START Given records

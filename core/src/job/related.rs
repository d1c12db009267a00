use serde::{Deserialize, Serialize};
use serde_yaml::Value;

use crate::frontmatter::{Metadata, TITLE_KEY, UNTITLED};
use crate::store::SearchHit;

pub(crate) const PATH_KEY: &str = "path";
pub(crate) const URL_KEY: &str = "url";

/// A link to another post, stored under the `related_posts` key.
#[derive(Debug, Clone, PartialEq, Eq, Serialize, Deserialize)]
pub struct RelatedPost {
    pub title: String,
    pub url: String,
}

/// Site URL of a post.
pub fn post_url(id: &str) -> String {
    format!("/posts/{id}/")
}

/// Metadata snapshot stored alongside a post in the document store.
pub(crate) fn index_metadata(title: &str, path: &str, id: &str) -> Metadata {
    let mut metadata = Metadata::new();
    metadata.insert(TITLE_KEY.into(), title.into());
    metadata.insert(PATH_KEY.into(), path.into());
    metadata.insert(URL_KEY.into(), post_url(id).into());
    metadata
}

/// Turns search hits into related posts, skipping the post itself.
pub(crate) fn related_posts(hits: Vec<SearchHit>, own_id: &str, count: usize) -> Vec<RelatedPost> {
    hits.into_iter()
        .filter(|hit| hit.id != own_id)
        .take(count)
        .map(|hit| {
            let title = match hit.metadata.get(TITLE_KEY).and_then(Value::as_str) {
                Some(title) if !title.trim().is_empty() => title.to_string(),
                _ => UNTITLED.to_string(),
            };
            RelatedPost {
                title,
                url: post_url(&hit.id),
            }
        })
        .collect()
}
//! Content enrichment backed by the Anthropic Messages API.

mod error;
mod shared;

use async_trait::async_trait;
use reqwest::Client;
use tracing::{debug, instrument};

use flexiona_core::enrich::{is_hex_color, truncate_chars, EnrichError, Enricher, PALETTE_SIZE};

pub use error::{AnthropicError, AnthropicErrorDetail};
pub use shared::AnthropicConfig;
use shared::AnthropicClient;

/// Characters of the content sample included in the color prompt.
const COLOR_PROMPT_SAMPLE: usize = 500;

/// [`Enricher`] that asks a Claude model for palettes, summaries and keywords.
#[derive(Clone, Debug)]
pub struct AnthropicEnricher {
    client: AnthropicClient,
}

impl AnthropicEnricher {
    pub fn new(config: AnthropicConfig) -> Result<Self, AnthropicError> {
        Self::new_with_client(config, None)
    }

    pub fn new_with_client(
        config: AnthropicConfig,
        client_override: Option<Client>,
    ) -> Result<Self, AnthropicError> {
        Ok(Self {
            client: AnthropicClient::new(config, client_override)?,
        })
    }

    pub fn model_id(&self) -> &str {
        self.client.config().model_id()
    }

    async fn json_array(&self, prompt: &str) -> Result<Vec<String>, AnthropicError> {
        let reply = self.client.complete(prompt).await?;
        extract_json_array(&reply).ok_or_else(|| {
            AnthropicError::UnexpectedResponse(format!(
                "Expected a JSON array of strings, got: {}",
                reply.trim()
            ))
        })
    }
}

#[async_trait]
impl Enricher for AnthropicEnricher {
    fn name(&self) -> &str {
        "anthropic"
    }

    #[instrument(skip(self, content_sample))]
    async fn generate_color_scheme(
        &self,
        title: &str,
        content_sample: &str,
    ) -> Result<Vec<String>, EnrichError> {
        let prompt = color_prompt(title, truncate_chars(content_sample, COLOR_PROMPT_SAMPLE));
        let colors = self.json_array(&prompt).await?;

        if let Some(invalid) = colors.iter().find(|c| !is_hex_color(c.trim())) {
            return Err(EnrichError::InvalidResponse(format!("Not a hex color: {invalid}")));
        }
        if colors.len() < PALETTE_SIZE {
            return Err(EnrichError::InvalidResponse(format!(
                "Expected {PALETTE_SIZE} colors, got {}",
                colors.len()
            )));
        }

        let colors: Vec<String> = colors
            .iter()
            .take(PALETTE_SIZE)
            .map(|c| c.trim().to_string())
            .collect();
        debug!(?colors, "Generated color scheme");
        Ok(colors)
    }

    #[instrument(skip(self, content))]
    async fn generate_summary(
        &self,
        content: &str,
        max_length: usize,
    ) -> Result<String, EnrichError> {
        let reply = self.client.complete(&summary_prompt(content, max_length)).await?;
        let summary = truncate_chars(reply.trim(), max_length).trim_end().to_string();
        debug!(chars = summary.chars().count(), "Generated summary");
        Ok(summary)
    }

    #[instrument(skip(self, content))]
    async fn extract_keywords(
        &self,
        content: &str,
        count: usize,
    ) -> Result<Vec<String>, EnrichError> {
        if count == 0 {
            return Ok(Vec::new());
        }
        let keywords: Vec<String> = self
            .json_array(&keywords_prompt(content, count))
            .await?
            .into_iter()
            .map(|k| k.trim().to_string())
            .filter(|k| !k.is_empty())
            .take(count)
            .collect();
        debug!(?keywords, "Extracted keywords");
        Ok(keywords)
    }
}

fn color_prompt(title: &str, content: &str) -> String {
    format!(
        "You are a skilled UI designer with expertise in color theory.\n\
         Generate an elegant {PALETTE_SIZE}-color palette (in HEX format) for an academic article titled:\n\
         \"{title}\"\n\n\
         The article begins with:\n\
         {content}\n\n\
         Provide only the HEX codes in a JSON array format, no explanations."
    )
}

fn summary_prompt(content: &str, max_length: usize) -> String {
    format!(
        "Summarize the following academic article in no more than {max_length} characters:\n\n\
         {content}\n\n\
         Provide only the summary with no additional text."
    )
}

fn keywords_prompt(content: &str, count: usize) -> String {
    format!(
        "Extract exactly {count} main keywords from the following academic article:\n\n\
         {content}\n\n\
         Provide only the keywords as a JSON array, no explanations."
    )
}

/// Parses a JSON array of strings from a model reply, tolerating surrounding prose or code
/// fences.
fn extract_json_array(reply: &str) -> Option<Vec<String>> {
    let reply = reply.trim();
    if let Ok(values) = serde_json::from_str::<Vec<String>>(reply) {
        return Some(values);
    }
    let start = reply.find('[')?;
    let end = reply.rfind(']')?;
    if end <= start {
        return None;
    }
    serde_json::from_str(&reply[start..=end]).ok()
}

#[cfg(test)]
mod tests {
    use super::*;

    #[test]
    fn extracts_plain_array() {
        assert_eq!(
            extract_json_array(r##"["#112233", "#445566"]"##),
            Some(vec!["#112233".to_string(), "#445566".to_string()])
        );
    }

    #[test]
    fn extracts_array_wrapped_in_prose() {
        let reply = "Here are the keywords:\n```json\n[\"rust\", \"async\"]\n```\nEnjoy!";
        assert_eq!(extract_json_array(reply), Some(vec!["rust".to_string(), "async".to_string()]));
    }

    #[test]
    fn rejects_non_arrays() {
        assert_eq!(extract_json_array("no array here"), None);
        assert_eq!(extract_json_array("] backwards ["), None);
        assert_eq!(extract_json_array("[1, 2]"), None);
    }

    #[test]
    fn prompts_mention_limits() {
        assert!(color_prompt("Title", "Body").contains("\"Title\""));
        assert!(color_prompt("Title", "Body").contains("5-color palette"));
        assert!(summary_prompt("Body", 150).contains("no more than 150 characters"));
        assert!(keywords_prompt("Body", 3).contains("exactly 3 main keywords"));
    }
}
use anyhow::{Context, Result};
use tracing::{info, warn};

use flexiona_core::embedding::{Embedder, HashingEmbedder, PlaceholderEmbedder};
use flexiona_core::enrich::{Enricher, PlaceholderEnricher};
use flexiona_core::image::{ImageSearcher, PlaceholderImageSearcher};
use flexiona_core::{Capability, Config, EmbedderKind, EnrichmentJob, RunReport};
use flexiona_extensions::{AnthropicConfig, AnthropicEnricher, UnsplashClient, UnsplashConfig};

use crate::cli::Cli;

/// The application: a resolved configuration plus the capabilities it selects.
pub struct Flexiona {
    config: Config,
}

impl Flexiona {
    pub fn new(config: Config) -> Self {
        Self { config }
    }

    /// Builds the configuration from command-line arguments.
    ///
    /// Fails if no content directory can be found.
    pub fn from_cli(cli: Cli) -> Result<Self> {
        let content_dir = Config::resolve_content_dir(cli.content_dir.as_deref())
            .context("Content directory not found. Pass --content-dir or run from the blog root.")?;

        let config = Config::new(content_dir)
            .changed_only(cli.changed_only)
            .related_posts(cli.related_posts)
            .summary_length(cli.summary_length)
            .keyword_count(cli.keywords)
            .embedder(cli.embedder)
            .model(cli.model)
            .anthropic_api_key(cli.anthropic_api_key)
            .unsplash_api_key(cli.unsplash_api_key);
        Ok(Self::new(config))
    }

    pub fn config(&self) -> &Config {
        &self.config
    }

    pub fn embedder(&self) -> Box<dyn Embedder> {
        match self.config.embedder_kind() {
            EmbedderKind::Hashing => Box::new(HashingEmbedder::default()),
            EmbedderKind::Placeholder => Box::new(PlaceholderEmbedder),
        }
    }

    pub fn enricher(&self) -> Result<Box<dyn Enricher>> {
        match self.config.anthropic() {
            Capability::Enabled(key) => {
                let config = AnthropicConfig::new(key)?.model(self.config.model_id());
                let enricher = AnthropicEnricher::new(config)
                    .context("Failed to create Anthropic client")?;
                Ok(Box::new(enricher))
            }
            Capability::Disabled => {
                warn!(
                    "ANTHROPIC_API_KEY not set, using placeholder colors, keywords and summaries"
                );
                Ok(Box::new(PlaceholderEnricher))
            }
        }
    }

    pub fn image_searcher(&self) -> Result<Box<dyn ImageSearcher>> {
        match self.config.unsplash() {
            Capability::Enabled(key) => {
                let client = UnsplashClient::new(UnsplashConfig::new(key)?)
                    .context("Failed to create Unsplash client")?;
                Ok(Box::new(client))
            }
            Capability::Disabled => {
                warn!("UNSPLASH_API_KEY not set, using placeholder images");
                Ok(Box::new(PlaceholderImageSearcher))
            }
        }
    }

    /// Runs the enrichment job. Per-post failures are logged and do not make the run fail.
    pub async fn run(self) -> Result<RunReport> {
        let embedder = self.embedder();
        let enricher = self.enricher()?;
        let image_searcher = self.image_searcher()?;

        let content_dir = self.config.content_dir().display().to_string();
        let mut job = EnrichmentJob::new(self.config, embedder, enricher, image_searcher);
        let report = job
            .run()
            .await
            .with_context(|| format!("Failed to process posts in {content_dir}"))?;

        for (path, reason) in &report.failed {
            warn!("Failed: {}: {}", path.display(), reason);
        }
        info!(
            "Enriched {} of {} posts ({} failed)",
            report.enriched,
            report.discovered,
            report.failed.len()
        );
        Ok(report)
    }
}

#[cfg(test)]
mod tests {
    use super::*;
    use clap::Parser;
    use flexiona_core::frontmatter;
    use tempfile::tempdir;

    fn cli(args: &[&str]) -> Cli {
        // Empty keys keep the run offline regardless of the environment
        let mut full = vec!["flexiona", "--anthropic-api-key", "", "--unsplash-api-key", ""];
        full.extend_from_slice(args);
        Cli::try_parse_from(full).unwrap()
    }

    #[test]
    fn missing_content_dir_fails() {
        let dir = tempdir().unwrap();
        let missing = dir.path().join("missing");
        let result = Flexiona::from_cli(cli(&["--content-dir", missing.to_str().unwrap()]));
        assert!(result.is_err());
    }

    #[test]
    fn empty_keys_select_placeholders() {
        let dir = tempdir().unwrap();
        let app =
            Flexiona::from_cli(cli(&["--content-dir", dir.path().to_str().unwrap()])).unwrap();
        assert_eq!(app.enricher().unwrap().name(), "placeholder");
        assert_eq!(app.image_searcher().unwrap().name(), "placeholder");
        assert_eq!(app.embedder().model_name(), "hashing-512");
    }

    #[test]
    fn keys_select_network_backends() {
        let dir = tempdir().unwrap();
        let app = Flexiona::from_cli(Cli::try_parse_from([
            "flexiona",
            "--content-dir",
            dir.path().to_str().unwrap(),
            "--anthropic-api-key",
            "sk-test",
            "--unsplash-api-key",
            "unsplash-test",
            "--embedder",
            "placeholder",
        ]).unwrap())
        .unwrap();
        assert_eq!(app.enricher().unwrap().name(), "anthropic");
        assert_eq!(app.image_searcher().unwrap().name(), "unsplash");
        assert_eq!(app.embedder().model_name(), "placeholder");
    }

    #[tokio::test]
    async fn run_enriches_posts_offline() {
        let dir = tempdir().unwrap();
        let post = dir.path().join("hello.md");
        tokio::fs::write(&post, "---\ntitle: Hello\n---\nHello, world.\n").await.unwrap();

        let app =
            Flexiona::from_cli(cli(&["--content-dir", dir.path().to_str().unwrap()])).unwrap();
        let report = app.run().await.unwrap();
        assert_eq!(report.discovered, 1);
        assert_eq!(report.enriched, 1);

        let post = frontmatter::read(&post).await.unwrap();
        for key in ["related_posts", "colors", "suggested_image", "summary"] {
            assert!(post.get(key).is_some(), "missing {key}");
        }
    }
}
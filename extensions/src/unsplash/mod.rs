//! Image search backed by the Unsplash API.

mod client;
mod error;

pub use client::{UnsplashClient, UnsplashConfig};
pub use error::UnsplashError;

END Given records

Your answer should be all lines from the data that contain "configuration".

/// The application: a resolved configuration plus the capabilities it selects.
    /// Builds the configuration from command-line arguments.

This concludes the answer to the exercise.